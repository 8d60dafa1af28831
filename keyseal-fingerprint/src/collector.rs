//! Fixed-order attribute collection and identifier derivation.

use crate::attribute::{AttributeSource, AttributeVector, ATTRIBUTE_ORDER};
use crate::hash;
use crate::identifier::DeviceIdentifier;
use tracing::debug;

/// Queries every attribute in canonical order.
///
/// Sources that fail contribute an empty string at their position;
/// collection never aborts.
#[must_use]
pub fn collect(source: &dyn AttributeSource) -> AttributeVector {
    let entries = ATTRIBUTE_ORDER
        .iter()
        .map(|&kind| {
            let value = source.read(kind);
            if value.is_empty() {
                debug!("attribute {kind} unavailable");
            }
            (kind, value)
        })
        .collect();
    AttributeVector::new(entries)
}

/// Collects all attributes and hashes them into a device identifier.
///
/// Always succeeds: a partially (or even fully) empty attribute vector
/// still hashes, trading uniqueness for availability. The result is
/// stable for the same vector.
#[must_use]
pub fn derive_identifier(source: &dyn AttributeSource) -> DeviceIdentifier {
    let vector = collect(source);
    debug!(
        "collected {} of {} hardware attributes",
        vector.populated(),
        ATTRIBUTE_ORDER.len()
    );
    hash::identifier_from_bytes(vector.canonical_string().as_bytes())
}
--
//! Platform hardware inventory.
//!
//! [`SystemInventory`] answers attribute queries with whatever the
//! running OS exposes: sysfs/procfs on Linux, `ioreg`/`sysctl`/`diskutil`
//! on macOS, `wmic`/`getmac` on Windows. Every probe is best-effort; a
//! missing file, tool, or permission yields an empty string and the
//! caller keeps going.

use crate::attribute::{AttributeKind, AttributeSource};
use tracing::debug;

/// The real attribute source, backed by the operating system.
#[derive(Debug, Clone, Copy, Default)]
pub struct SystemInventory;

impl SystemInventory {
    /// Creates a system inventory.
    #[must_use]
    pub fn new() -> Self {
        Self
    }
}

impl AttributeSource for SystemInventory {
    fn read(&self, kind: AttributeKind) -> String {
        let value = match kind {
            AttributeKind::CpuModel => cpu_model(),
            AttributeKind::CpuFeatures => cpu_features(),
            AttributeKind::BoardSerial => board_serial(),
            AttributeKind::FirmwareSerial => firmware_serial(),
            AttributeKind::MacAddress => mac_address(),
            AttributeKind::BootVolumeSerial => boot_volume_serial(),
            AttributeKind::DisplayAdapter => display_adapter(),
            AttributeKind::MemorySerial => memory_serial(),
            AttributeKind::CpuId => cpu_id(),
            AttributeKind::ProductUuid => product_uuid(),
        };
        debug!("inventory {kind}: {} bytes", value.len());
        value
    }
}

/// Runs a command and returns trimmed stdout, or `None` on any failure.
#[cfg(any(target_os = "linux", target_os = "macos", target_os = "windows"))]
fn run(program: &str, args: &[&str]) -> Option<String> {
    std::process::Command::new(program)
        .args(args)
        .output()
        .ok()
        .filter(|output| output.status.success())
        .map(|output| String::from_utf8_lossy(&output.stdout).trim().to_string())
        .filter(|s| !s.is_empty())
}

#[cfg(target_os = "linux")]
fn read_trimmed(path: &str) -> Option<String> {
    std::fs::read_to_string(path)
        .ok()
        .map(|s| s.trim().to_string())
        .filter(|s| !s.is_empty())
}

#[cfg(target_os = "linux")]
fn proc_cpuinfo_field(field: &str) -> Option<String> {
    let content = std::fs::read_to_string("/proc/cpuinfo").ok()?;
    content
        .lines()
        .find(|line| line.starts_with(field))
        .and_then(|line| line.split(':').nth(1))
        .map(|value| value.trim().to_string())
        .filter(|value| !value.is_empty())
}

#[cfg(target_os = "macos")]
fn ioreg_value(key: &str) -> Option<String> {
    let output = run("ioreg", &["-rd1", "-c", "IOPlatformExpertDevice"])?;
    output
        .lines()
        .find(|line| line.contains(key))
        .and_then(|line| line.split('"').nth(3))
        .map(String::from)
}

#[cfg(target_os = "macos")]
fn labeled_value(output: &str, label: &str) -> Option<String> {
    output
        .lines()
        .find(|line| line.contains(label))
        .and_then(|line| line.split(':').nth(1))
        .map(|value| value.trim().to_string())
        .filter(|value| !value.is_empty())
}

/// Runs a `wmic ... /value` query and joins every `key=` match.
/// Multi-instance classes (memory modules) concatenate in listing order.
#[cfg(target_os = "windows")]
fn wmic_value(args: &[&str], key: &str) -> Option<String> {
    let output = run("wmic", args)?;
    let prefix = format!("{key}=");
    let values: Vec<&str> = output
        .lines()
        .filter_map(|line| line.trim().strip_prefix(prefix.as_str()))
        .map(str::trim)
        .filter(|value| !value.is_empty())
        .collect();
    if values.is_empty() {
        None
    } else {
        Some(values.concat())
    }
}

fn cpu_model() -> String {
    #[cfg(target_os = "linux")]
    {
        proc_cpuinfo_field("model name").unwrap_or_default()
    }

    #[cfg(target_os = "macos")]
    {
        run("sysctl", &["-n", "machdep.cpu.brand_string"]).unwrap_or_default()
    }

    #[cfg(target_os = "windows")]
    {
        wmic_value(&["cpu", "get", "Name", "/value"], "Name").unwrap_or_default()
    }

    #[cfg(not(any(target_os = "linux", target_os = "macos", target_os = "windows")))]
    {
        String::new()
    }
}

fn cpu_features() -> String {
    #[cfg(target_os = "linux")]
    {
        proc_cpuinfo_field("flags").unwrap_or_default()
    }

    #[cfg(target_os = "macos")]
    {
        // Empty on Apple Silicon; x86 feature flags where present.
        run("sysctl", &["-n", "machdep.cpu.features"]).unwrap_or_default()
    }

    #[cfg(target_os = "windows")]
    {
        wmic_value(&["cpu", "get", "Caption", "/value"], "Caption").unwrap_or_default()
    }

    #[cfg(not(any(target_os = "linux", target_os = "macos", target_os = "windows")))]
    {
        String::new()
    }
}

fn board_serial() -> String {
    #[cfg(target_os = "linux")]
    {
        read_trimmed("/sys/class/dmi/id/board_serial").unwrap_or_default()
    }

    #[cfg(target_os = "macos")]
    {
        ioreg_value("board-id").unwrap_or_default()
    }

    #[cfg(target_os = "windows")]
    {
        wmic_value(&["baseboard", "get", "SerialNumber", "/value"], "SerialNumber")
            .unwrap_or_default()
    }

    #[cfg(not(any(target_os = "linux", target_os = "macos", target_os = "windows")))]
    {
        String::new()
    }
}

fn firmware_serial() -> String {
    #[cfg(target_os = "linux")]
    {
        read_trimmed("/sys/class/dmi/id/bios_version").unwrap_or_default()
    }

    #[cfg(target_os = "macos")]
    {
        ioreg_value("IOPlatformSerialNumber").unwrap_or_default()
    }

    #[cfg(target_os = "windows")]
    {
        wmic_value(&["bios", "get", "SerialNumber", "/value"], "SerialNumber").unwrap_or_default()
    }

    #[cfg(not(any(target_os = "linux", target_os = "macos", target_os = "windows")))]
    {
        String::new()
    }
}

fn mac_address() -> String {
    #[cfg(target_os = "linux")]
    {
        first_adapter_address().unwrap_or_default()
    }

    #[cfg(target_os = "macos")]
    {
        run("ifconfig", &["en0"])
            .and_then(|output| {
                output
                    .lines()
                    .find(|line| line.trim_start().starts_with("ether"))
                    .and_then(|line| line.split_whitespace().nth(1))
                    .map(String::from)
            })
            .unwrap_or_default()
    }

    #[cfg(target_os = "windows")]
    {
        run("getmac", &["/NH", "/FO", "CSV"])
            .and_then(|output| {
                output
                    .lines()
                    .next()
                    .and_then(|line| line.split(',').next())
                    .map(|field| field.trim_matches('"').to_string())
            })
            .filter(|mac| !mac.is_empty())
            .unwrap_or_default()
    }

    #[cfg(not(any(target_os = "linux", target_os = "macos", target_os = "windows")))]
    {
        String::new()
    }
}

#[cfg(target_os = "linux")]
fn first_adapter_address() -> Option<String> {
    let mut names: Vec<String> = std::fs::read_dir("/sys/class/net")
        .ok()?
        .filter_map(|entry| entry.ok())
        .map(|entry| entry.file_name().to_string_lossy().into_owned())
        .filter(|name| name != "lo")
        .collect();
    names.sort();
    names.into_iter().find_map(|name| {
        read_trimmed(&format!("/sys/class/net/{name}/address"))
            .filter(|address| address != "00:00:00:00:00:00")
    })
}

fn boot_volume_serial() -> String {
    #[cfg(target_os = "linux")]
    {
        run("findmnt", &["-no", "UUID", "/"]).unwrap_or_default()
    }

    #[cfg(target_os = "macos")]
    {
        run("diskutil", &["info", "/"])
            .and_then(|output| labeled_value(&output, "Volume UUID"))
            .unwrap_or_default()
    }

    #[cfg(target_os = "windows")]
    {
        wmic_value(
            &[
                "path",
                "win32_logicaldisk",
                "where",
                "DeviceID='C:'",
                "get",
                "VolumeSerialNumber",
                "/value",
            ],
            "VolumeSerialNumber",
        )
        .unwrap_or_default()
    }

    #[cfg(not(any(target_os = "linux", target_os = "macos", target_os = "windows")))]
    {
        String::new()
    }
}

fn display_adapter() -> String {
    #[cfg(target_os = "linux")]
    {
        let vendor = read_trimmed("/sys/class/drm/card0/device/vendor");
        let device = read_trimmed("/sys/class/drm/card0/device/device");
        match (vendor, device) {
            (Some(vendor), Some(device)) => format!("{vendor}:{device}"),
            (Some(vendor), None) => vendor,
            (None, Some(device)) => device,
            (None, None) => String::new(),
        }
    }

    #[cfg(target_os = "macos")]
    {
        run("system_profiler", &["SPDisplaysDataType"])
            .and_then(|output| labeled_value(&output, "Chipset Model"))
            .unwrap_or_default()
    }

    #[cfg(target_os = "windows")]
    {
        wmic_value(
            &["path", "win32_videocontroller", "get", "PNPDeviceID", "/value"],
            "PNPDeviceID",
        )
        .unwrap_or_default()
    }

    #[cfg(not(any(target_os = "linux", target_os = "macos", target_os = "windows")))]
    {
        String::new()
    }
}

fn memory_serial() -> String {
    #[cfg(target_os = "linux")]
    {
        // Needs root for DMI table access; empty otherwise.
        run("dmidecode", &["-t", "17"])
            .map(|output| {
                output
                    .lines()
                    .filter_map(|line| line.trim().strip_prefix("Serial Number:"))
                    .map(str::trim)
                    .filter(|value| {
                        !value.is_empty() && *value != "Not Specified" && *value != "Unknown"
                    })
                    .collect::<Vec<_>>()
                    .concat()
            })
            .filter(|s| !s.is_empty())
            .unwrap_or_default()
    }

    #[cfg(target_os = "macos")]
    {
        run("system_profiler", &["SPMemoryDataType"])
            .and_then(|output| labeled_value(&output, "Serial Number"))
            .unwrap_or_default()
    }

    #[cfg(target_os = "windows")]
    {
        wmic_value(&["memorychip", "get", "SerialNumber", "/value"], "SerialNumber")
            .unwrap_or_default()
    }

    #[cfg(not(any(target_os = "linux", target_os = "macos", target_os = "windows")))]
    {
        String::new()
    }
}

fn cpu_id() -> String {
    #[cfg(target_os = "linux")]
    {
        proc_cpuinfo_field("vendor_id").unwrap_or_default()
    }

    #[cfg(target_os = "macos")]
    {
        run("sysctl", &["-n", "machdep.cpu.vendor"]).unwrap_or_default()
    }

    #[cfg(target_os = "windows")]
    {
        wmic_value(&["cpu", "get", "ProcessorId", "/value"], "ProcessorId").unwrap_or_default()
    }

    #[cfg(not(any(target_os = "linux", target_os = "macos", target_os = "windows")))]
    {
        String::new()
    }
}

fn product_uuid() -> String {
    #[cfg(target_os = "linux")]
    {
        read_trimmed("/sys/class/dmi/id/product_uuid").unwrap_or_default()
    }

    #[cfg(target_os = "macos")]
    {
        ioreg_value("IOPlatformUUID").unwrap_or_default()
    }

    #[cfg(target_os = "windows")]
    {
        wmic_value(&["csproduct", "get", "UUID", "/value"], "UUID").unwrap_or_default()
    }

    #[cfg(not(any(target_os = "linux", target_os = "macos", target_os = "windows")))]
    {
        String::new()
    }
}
* * *
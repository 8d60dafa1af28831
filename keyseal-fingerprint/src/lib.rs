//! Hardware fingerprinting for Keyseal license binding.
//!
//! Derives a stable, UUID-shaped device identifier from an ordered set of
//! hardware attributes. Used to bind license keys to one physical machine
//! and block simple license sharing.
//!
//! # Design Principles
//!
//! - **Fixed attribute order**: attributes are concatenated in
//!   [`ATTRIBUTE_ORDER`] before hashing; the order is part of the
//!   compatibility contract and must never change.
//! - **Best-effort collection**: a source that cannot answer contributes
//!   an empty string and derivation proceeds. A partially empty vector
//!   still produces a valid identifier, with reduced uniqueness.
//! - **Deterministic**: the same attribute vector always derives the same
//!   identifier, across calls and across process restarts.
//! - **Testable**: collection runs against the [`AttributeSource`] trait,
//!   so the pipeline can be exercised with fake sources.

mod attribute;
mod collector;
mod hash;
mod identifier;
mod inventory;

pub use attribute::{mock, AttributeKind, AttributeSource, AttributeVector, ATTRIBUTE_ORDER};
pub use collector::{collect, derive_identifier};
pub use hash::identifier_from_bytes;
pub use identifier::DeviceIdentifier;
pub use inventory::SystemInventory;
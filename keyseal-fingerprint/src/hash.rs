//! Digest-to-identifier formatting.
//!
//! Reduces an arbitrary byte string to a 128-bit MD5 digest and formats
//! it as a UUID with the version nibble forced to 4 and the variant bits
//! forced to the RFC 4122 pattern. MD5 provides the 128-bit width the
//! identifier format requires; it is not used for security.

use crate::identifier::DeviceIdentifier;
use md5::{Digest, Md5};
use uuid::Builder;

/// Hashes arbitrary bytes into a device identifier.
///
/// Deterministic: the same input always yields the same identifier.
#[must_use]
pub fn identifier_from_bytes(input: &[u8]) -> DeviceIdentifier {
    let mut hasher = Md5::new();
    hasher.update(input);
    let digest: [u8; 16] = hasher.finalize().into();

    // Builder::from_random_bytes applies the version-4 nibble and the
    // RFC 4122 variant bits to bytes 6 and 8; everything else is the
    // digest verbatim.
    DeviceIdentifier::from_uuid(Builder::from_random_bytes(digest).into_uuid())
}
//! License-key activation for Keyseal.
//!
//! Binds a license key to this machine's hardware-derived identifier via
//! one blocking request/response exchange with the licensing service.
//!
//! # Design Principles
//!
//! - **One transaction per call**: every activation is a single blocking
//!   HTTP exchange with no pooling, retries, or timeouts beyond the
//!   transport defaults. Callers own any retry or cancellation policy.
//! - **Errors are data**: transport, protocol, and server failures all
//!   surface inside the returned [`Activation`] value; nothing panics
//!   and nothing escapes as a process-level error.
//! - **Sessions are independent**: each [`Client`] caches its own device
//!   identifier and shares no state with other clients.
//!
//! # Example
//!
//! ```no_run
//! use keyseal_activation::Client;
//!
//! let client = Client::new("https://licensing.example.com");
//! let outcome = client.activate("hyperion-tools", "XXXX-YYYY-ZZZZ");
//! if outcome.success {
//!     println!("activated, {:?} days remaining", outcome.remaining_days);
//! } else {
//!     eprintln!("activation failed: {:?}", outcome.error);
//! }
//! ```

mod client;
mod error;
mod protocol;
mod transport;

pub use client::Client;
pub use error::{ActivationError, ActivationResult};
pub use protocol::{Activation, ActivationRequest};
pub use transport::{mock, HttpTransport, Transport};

◆ **TASK DESCRIPTION**: Among the lines above, list those that contain the word "variant".

◆ **SOLUTION FOR THIS EXERCISE**:
//! it as a UUID with the version nibble forced to 4 and the variant bits
    // RFC 4122 variant bits to bytes 6 and 8; everything else is the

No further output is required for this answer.